À medida que o universo ou universos cresceram infinitamente também cresceram infinitamente as probabilidades. E aqui há um paradoxo.  Quanto mais cresce nas nossas descobertas e na nossa compreensão o universo material, incluído a energia escura que ninguém realmente sabe o que é, mais arriscado, e talvez até mais imprudente seja eliminar a possibilidade da existência de uma Providência. Como já argumentei em textos anteriores, se afirmar cientificamente a existência de Deus pode ser uma imprudência, negá-la peremptoriamente pode significar, e cada vez mais, uma imprudência ainda maior. Uma imprudência que talvez esteja crescendo no mesmo ritmo de um universo conhecido que se expande exponencialmente em todas as direções.  

Volto então à palavra "descoberta" levantando a hipótese de que pelo menos inconscientemente o genial cientista, ao contrário de seu consciente, sempre intuiu a presença da Providência. E a forma de encontrá-la talvez tenha sido nega-la peremptoriamente. Como um grito de socorro inconsciente de quem espera o milagre de uma iluminação que viria. Um desafio para justificar seguir adiante frente às duríssimas provações da vida a ele impostas pela sua doença debilitante. Provações que ele venceu, em inúmeros aspectos, com a mais profunda dignidade e de forma absolutamente exemplar.

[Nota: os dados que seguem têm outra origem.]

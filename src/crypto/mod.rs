//! Cryptographic utilities for the ledger
//!
//! This module provides:
//! - SHA-256 hashing for transaction ids and block hashes
//! - Deterministic script derivation for wallets

pub mod hash;

pub use hash::{derive_script, double_sha256, double_sha256_hex, sha256, sha256_hex};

Assim, se como membro do terceiro grupo a minha certeza a respeito da "descoberta" estiver correta, e eu evidentemente assim acredito, só me resta um sorriso no rosto enquanto escrevo este texto e em cada momento que penso sobre isso. Para mim a maior "descoberta" do Professor Hawking na área da criação e da física veio após deixar este mundo. E não contradiz os seus achados por aqui. Ele deve ter visto que seus achados sobre o infinito são apenas uma parte pequenina de um "infinito infinitamente maior". Perceber a Providência na criação e algumas  limitações e incompletudes de seus pensamentos probabilísticos não o deixará aborrecido. Além e apesar de tudo ele sempre teve um excelente senso de humor e provavelmente não só vai se maravilhar com a "descoberta" como, em algum momento, provavelmente fará uma reflexão bem humorada de tudo isso e de si mesmo. Como disse acima, acho que no fundo é o que ele sempre quis.

Finalmente, filosofias e hipóteses à parte, a Coroa Britânica e o reverendíssimo Dr. John Hall agiram seguindo a tradição do pragmatismo e da razão características da alma Britânica. Mesmo pensando do outro lado da vida, o que importa de forma objetiva e prática  neste momento foi dar a ele o justo reconhecimento que ele mereceu e merece do lado de cá. Afinal de contas, como bem apontou o reverendíssimo Dr. Hall, "acreditamos ser vital que a ciência e a religião trabalhem juntas para buscar responder às grandes questões do mistério da vida e do universo.”